(John) David Caute | |
---|---|
Born | Alexandria, Egypt | 16 December 1936
Pen name | John Salisbury |
Occupation | Novelist, playwright, historian, journalist |
Spouse | Catherine Shuckburgh (m. 1961;div. 1970)Martha Bates (m. 1973) |
Children | 4 |
Parents | Edward Caute, Rebecca Perlzweig |
John David Caute is a British novelist, playwright, journalist, and historian. His fiction and non-fiction have usually focused on leftist politics, often occurring outside England. He wrote a comprehensive history, The Great Fear, about the Second Red Scare in the United States. Several of his novels have been set in Africa, his place of birth and where he served in the military. [1] [2]

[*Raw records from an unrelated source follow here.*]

#[cfg(test)]
mod tests {
    use super::*;
    use crate::ports::{JfrCommand, JournalType};

    fn settings() -> HttpSettings {
        HttpSettings::new(2, false)
    }

    fn fetcher(server: &mockito::Server) -> HttpFetcher {
        let url = format!("{}/management/coherence/cluster", server.url());
        HttpFetcher::new(&url, "test", None, &settings()).unwrap()
    }

    #[test]
    fn unsupported_kind_is_rejected() {
        let err = get_fetcher_or_error("grpc", "http://localhost:1", None, "c", &settings())
            .unwrap_err();
        assert!(matches!(err, AppError::UnsupportedConnectionKind(kind) if kind == "grpc"));
    }

    #[test]
    fn members_are_normalized_from_items() {
        let mut server = mockito::Server::new();
        let mock = server
            .mock("GET", "/management/coherence/cluster/members")
            .match_query(mockito::Matcher::Any)
            .with_status(200)
            .with_body(r#"{"items":[{"nodeId":"1","links":[{"rel":"self"}]}],"links":[]}"#)
            .create();

        let body = fetcher(&server).query(&Query::Members).unwrap();
        let value: Value = serde_json::from_slice(&body).unwrap();
        assert_eq!(value, json!({"members":[{"nodeId":"1"}]}));
        mock.assert();
    }

    #[test]
    fn rejected_status_carries_body() {
        let mut server = mockito::Server::new();
        let _mock = server
            .mock("GET", "/management/coherence/cluster/services/Missing")
            .match_query(mockito::Matcher::Any)
            .with_status(404)
            .with_body("not found")
            .create();

        let err = fetcher(&server)
            .query(&Query::ServiceDetails { service: "Missing".into() })
            .unwrap_err();
        match err {
            AppError::RemoteRejected { status, body } => {
                assert_eq!(status, 404);
                assert_eq!(body, "not found");
            }
            other => panic!("unexpected error variant: {}", other),
        }
    }

    #[test]
    fn basic_auth_only_with_username() {
        let mut server = mockito::Server::new();
        let mock = server
            .mock("POST", "/management/coherence/cluster/members/1")
            .match_header("authorization", "Basic YWRtaW46c2VjcmV0")
            .match_body(mockito::Matcher::Json(json!({"loggingLevel": 6})))
            .with_status(200)
            .create();

        let url = format!("{}/management/coherence/cluster", server.url());
        let credentials = Credentials { username: "admin".into(), password: "secret".into() };
        let fetcher = HttpFetcher::new(&url, "c", Some(credentials), &settings()).unwrap();
        let body = fetcher
            .mutate(&Mutation::SetMemberAttribute {
                node_id: 1,
                attribute: "loggingLevel".into(),
                value: json!(6),
            })
            .unwrap();
        assert_eq!(body, b"{}");
        mock.assert();
    }

    #[test]
    fn snapshot_paths_are_escaped() {
        let mut server = mockito::Server::new();
        let mock = server
            .mock("DELETE", "/management/coherence/cluster/services/Partitioned%20Cache/persistence/archives/snap-1")
            .with_status(200)
            .create();

        fetcher(&server)
            .mutate(&Mutation::Snapshot {
                service: "Partitioned Cache".into(),
                snapshot: "snap-1".into(),
                operation: SnapshotOperation::RemoveArchived,
            })
            .unwrap();
        mock.assert();
    }

    #[test]
    fn jfr_on_single_member_passes_options() {
        let mut server = mockito::Server::new();
        let mock = server
            .mock("POST", "/management/coherence/cluster/members/2/diagnostic-cmd/jfrStart")
            .match_query(mockito::Matcher::UrlEncoded("options".into(), "name=rec1".into()))
            .with_status(200)
            .with_body(r#"{"status":"Started recording 1"}"#)
            .create();

        let body = fetcher(&server)
            .mutate(&Mutation::Jfr {
                command: JfrCommand::Start,
                node_id: Some(2),
                role: None,
                options: "name=rec1".into(),
            })
            .unwrap();
        assert!(String::from_utf8(body).unwrap().contains("Started"));
        mock.assert();
    }

    #[test]
    fn journal_collection_key() {
        let mut server = mockito::Server::new();
        let _mock = server
            .mock("GET", "/management/coherence/cluster/journal/ram")
            .match_query(mockito::Matcher::Any)
            .with_status(200)
            .with_body(r#"{"items":[{"nodeId":"1","fileCount":3}]}"#)
            .create();
        let body = fetcher(&server).query(&Query::ElasticData { journal: JournalType::Ram }).unwrap();
        let value: Value = serde_json::from_slice(&body).unwrap();
        assert_eq!(value["journals"][0]["fileCount"], 3);
    }

    #[test]
    fn extended_info_follows_platform_links() {
        let mut server = mockito::Server::new();
        let base = server.url();
        let platform = json!({
            "links": [
                {"rel": "self", "href": format!("{base}/management/coherence/cluster/members/1/platform")},
                {"rel": "memory", "href": format!("{base}/management/coherence/cluster/members/1/platform/memory")},
                {"rel": "runtime", "href": format!("{base}/management/coherence/cluster/members/1/platform/runtime")}
            ]
        });
        let _platform = server
            .mock("GET", "/management/coherence/cluster/members/1/platform")
            .match_query(mockito::Matcher::Any)
            .with_status(200)
            .with_body(platform.to_string())
            .create();
        let memory = server
            .mock("GET", "/management/coherence/cluster/members/1/platform/memory")
            .with_status(200)
            .with_body(r#"{"heapMemoryUsage":{"used":10}}"#)
            .create();
        let runtime = server
            .mock("GET", "/management/coherence/cluster/members/1/platform/runtime")
            .expect(0)
            .create();

        let fragments =
            fetcher(&server).extended_member_info(1, &["memory".to_string()]).unwrap();
        assert_eq!(fragments.keys().collect::<Vec<_>>(), vec!["memory"]);
        memory.assert();
        runtime.assert();

        let err = fetcher(&server).extended_member_info(1, &["bogus".to_string()]).unwrap_err();
        assert!(err.to_string().contains("memory, runtime"));
    }
}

Caute was born 16 December 1936 in Alexandria, Egypt. His father Edward was a British Army dentist stationed in Egypt at the time. His mother Rebecca was the daughter of Asher Perlzweig, a rabbi and noted composer. Edward died when David was eleven. [3]
David was educated at Edinburgh Academy, Wellington College, Wadham College, Oxford, and St Antony's College, Oxford. [4] His eighteen months of Army service in 1955–56 were spent in the African Gold Coast colony, which became the independent state of Ghana in 1957. After completing military service, he returned to England and resumed his education. In 1959, he was elected a Fellow at All Souls College, Oxford. He then attended Harvard University as a Henry Fellow from 1960 to 1961. [3]

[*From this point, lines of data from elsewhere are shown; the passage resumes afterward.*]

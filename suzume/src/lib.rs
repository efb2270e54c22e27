/*
 * Copyright (c) 2024 Libraz Team
 *
 * Licensed under the Apache License, Version 2.0 (the "License");
 * you may not use this file except in compliance with the License.
 * You may obtain a copy of the License at
 *
 *     http://www.apache.org/licenses/LICENSE-2.0
 *
 * Unless required by applicable law or agreed to in writing, software
 * distributed under the License is distributed on an "AS IS" BASIS,
 * WITHOUT WARRANTIES OR CONDITIONS OF ANY KIND, either express or implied.
 * See the License for the specific language governing permissions and
 * limitations under the License.
 */

//! Suzume, a Japanese morphological analyzer.
//!
//! Segments UTF-8 Japanese text into morphemes with part-of-speech tags,
//! dictionary-form lemmas and conjugation forms, and generates content-word
//! keyword tags from the result. Conjugated verbs and adjectives are
//! recognized by grammar rules, so neologisms (バズる) work without
//! dictionary entries.
//!
//! ```
//! use suzume::prelude::*;
//!
//! let suzume = Suzume::with_options(SuzumeOptions {
//!     auto_load_dictionaries: false,
//!     ..SuzumeOptions::default()
//! });
//! let morphemes = suzume.analyze("APIを呼ぶ");
//! assert_eq!(morphemes[2].lemma, "呼ぶ");
//! ```

pub mod analysis;
pub mod api;
pub mod dic;
pub mod error;
pub mod grammar;
pub mod normalize;
pub mod pos;
pub mod postprocess;
pub mod pretok;

pub(crate) mod chars;

pub mod prelude {
    pub use crate::analysis::analyzer::{Analyzer, AnalyzerOptions};
    pub use crate::analysis::morpheme::Morpheme;
    pub use crate::analysis::Mode;
    pub use crate::api::{Suzume, SuzumeOptions};
    pub use crate::error::{SuzumeError, SuzumeResult};
    pub use crate::grammar::ConjForm;
    pub use crate::pos::{ConjugationType, PartOfSpeech};
}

In 1959, Caute commenced his writing career with the novel At Fever Pitch. It was the first of several fictional works—the others being The Decline of the West, The K-Factor, and News from Nowhere—that used the African decolonization struggle as a backdrop to the story. [5] His historical novel Comrade Jacob (1961), about the 17th-century Digger movement, was adapted into the film Winstanley (1975). [6] After writing novels primarily in a realist style, Caute started to work more in a postmodernist vein beginning with The Occupation (1972). It was part of a trilogy (dubbed The Confrontation) that included his play, The Demonstration (1970), and his work of literary theory entitled The Illusion (1971). Caute has been listed in anthologies of important British novelists of the latter 20th century. [7]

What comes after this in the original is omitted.